Exchanges design financial and nonfinancial incentives to persuade professional liquidity providers to supply continuous, competitive quotes. The fundamental reason is that visible liquidity attracts order flow, creating a network effect that raises trading volume and fee revenue. Market makers however bear inventory and information risk, so exchanges compensate them through a variety of mechanisms that balance cost, speed, and fairness.

Common incentive types

One widespread tool is maker-taker pricing where the exchange pays a rebate to orders that add liquidity and charges a taker fee to orders that remove liquidity. Lawrence R. Harris University of Southern California explains in Trading and Exchanges that such fee schedules aim to internalize the external benefit created by limit orders, encouraging tighter quoted spreads and deeper depth. Exchanges also use tiered fee structures that reduce fees or increase rebates as a firm’s added-liquidity volume rises, creating scale economies for active market makers.

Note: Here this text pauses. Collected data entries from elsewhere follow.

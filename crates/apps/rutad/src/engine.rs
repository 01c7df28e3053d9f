//! The router engine: wires the transport to the routing algorithm.
//!
//! Two long-lived tasks per router. The rx task drains inbound packets,
//! runs duplicate suppression and TTL accounting, and dispatches on the
//! algorithm's decision. The periodic task ticks once a second and pulls
//! any due control packets out of the algorithm (`should_send_*` /
//! `create_*_packet`), so the algorithm itself never performs I/O.

use std::collections::{BTreeMap, VecDeque};
use std::sync::Arc;
use std::time::Instant;

use tokio::sync::{broadcast, Mutex};
use tokio::time::{sleep, Duration};
use tokio_util::sync::CancellationToken;

use ruta_routing::lsr::HELLO_INTERVAL;
use ruta_routing::{Algorithm, Decision, Route, SeenCache};
use ruta_transport::{RxMessage, RxReceiver, TxKind, TxMessage, TxSender};
use ruta_wire::{Destination, NodeId, Packet, PacketKind, Proto};

const PACKET_LOG_CAPACITY: usize = 100;
const TICK_INTERVAL: Duration = Duration::from_secs(1);

/// Traffic surfaced to the user interface.
#[derive(Debug, Clone)]
pub enum EngineEvent {
    MessageReceived {
        from: NodeId,
        payload: serde_json::Value,
    },
    EchoReply {
        from: NodeId,
        payload: serde_json::Value,
    },
}

/// Bounded in-memory log of recent packet activity, backing the `logs`
/// REPL command.
struct PacketLog {
    entries: VecDeque<String>,
}

impl PacketLog {
    fn new() -> Self {
        Self {
            entries: VecDeque::new(),
        }
    }

    fn push(&mut self, line: String) {
        if self.entries.len() >= PACKET_LOG_CAPACITY {
            self.entries.pop_front();
        }
        self.entries.push_back(line);
    }

    fn tail(&self, count: usize) -> Vec<String> {
        self.entries
            .iter()
            .rev()
            .take(count)
            .rev()
            .cloned()
            .collect()
    }
}

pub struct Engine {
    node: NodeId,
    algorithm: Mutex<Algorithm>,
    seen: Mutex<SeenCache<String>>,
    packet_log: Mutex<PacketLog>,
    last_presence_hello: Mutex<Option<Instant>>,
    tx: TxSender,
    events: broadcast::Sender<EngineEvent>,
    topology: BTreeMap<NodeId, Vec<NodeId>>,
    neighbors: BTreeMap<NodeId, u32>,
    started: Instant,
    cancel: CancellationToken,
}

impl Engine {
    pub fn new(
        node: NodeId,
        algorithm: Algorithm,
        topology: BTreeMap<NodeId, Vec<NodeId>>,
        neighbors: BTreeMap<NodeId, u32>,
        tx: TxSender,
        cancel: CancellationToken,
    ) -> Arc<Self> {
        let (events, _) = broadcast::channel(16);
        Arc::new(Self {
            node,
            algorithm: Mutex::new(algorithm),
            seen: Mutex::new(SeenCache::default()),
            packet_log: Mutex::new(PacketLog::new()),
            last_presence_hello: Mutex::new(None),
            tx,
            events,
            topology,
            neighbors,
            started: Instant::now(),
            cancel,
        })
    }

    pub fn node(&self) -> &NodeId {
        &self.node
    }

    pub fn topology(&self) -> &BTreeMap<NodeId, Vec<NodeId>> {
        &self.topology
    }

    pub fn neighbors(&self) -> &BTreeMap<NodeId, u32> {
        &self.neighbors
    }

    pub fn events(&self) -> broadcast::Receiver<EngineEvent> {
        self.events.subscribe()
    }

    /// Inspect the algorithm under its lock.
    pub async fn with_algorithm<R>(&self, inspect: impl FnOnce(&Algorithm) -> R) -> R {
        inspect(&*self.algorithm.lock().await)
    }

    pub async fn packet_log_tail(&self, count: usize) -> Vec<String> {
        self.packet_log.lock().await.tail(count)
    }

    /// Start the rx and periodic tasks.
    pub fn spawn(self: &Arc<Self>, rx: RxReceiver) {
        {
            let engine = self.clone();
            tokio::spawn(engine.run_rx(rx));
        }
        let engine = self.clone();
        tokio::spawn(engine.run_periodic());
    }

    async fn run_rx(self: Arc<Self>, mut rx: RxReceiver) {
        loop {
            tokio::select! {
                _ = self.cancel.cancelled() => break,
                message = rx.recv() => {
                    let Some(message) = message else { break };
                    self.handle_rx(message).await;
                }
            }
        }
    }

    async fn handle_rx(&self, message: RxMessage) {
        let RxMessage { peer, mut packet } = message;

        let msg_id = packet.ensure_msg_id().to_owned();
        self.log_packet("RECEIVED", &packet, peer.as_ref()).await;

        if !self.seen.lock().await.insert(msg_id) {
            log::debug!("engine({}): duplicate {}, dropping", self.node, packet);
            return;
        }

        if packet.to.is_group() {
            let decision = self
                .algorithm
                .lock()
                .await
                .process_packet(&mut packet, peer.as_ref(), Instant::now());
            match decision {
                Decision::Flood | Decision::FloodLsa => {
                    if !packet.decrement_ttl() {
                        log::warn!("engine({}): [DROPPED] broadcast TTL expired: {}", self.node, packet);
                        return;
                    }
                    self.fan_out(packet, peer).await;
                }
                Decision::NextHop(next) => self.send_to_neighbor(packet, next).await,
                Decision::ConsumeLocal => {}
                Decision::NoRoute => {
                    log::warn!("engine({}): [DROPPED] No route for broadcast {}", self.node, packet);
                }
            }
            return;
        }

        if packet.to.node() == Some(&self.node) {
            self.deliver_local(packet).await;
            return;
        }

        if !packet.decrement_ttl() {
            log::warn!("engine({}): [DROPPED] TTL expired: {}", self.node, packet);
            return;
        }

        let decision = self
            .algorithm
            .lock()
            .await
            .process_packet(&mut packet, peer.as_ref(), Instant::now());
        match decision {
            Decision::Flood | Decision::FloodLsa => self.fan_out(packet, peer).await,
            Decision::NextHop(next) => self.send_to_neighbor(packet, next).await,
            Decision::ConsumeLocal => {}
            Decision::NoRoute => {
                log::warn!(
                    "engine({}): [DROPPED] No route to destination {}",
                    self.node,
                    packet.to
                );
            }
        }
    }

    /// The packet is addressed to this router.
    async fn deliver_local(&self, packet: Packet) {
        match packet.kind {
            PacketKind::Message => {
                log::info!("engine({}): message received from {}", self.node, packet.from);
                let _ = self.events.send(EngineEvent::MessageReceived {
                    from: packet.from,
                    payload: packet.payload,
                });
            }
            PacketKind::Echo => {
                let reply = Packet::new(
                    packet.proto,
                    PacketKind::EchoReply,
                    self.node.clone(),
                    packet.from.clone(),
                )
                .with_payload(serde_json::Value::String(format!(
                    "Echo reply from {}",
                    self.node
                )));
                self.originate(reply).await;
            }
            PacketKind::EchoReply => {
                let _ = self.events.send(EngineEvent::EchoReply {
                    from: packet.from,
                    payload: packet.payload,
                });
            }
            PacketKind::Hello | PacketKind::Info | PacketKind::Lsa => {
                log::debug!(
                    "engine({}): {} addressed to self, nothing to do",
                    self.node,
                    packet
                );
            }
        }
    }

    /// Send a user message. The payload travels as a JSON string.
    pub async fn send_message(&self, destination: Destination, body: String) {
        let proto = self.algorithm.lock().await.proto();
        let packet = Packet::new(proto, PacketKind::Message, self.node.clone(), destination)
            .with_payload(serde_json::Value::String(body));
        self.originate(packet).await;
    }

    pub async fn send_echo(&self, destination: Destination) {
        let proto = self.algorithm.lock().await.proto();
        let packet = Packet::new(proto, PacketKind::Echo, self.node.clone(), destination)
            .with_payload(serde_json::Value::String("Echo request".to_owned()));
        self.originate(packet).await;
    }

    /// Originate a packet at this router: stamp a fresh msg id, pre-install
    /// it in the dedup cache so our own broadcast echoes are dropped, and
    /// route it.
    pub async fn originate(&self, mut packet: Packet) {
        let msg_id = packet.ensure_msg_id().to_owned();
        self.seen.lock().await.insert(msg_id);
        self.log_packet("SENT", &packet, None).await;

        let destination = packet.to.node().cloned();
        let route = match &destination {
            Some(dest) => self.algorithm.lock().await.get_next_hop(dest),
            None => None,
        };

        match route {
            Some(Route::Flood) => self.fan_out(packet, None).await,
            Some(Route::Neighbor(next)) => self.send_to_neighbor(packet, next).await,
            None => {
                // A destination we have no route for yet may still be a
                // direct neighbor.
                if let Some(dest) = destination {
                    if self.neighbors.contains_key(&dest) {
                        self.send_to_neighbor(packet, dest).await;
                        return;
                    }
                }
                log::warn!(
                    "engine({}): [DROPPED] No route to destination {}",
                    self.node,
                    packet.to
                );
            }
        }
    }

    /// Broadcast a control packet (HELLO / LSA) to every peer.
    async fn broadcast_control(&self, mut packet: Packet) {
        let msg_id = packet.ensure_msg_id().to_owned();
        self.seen.lock().await.insert(msg_id);
        self.log_packet("SENT", &packet, None).await;
        self.submit(TxMessage {
            kind: TxKind::Broadcast { exclude: None },
            packet,
        })
        .await;
    }

    async fn fan_out(&self, packet: Packet, exclude: Option<NodeId>) {
        self.log_packet("FLOODED", &packet, exclude.as_ref()).await;
        self.submit(TxMessage {
            kind: TxKind::Broadcast { exclude },
            packet,
        })
        .await;
    }

    async fn send_to_neighbor(&self, packet: Packet, neighbor: NodeId) {
        self.log_packet("FORWARDED", &packet, Some(&neighbor)).await;
        self.submit(TxMessage {
            kind: TxKind::Direct(neighbor),
            packet,
        })
        .await;
    }

    async fn submit(&self, message: TxMessage) {
        if self.tx.send(message).await.is_err() {
            log::warn!("engine({}): transport is gone, dropping outbound packet", self.node);
        }
    }

    /// One-second tick driving the pull-based control plane.
    async fn run_periodic(self: Arc<Self>) {
        loop {
            tokio::select! {
                _ = self.cancel.cancelled() => break,
                _ = sleep(TICK_INTERVAL) => self.tick().await,
            }
        }
    }

    async fn tick(&self) {
        let now = Instant::now();
        let mut due: Vec<Packet> = Vec::new();

        {
            let mut algorithm = self.algorithm.lock().await;
            match &mut *algorithm {
                Algorithm::Lsr(lsr) => {
                    if lsr.should_send_hello(now) {
                        due.push(lsr.create_hello_packet(now));
                    }
                    if lsr.should_send_lsa(now) {
                        due.push(lsr.create_lsa_packet(now));
                    }
                    lsr.check_neighbor_timeouts(now);
                    lsr.age_lsa_database(now);
                }
                Algorithm::Flooding(_) => {
                    // Presence beacon; receivers absorb it.
                    let mut last = self.last_presence_hello.lock().await;
                    let hello_due = last.map_or(true, |t| now.duration_since(t) >= HELLO_INTERVAL);
                    if hello_due {
                        *last = Some(now);
                        due.push(
                            Packet::new(
                                Proto::Flooding,
                                PacketKind::Hello,
                                self.node.clone(),
                                Destination::Broadcast,
                            )
                            .with_payload(serde_json::Value::String(format!(
                                "Hello from {}",
                                self.node
                            ))),
                        );
                    }
                }
                Algorithm::Dijkstra(_) => {}
            }
        }

        for packet in due {
            self.broadcast_control(packet).await;
        }
    }

    async fn log_packet(&self, action: &str, packet: &Packet, via: Option<&NodeId>) {
        let via_info = via.map(|id| format!(" via {id}")).unwrap_or_default();
        let id_info = packet
            .msg_id()
            .map(|id| format!(" [id={id}]"))
            .unwrap_or_default();
        let line = format!(
            "{:>7.1}s [{action}]{via_info} {packet}{id_info}",
            self.started.elapsed().as_secs_f32()
        );
        log::info!("engine({}): {line}", self.node);
        self.packet_log.lock().await.push(line);
    }
}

Nonfee incentives include order priority and matching privileges that increase the likelihood a market maker captures the spread when providing competitive quotes. Direct market access enhancements such as co-location, faster market data feeds, and waived connectivity fees reduce latency disadvantages for professional traders and effectively subsidize liquidity provision. Some venues offer guaranteed quoting programs or contractual market-making obligations in exchange for fee reductions or exclusive rebates, shifting part of the risk-reward calculus toward continuous quoting.

Effects and trade-offs

These incentives produce clear benefits: narrower spreads, greater displayed depth, and improved execution quality for many users. The U.S. Securities and Exchange Commission has documented how structure and incentives influence order routing choices and market quality, which is why regulator scrutiny increases when incentives appear to distort best execution or introduce conflicts of interest. In certain jurisdictions and on some crypto platforms, aggressive rebate programs and tiered VIP schemes can encourage opportunistic behavior such as quote stuffing or fleeting orders that create the illusion of liquidity without genuine resilience.

Cultural and territorial factors matter because exchanges operate under different regulatory regimes and market customs. Emerging markets may rely more on explicit obligations and subsidies to bootstrap liquidity, while mature markets emphasize competition among venues. The consequence for end investors depends on implementation: well-designed incentives improve trading costs and market robustness, whereas poorly calibrated programs can erode fairness and invite regulatory intervention.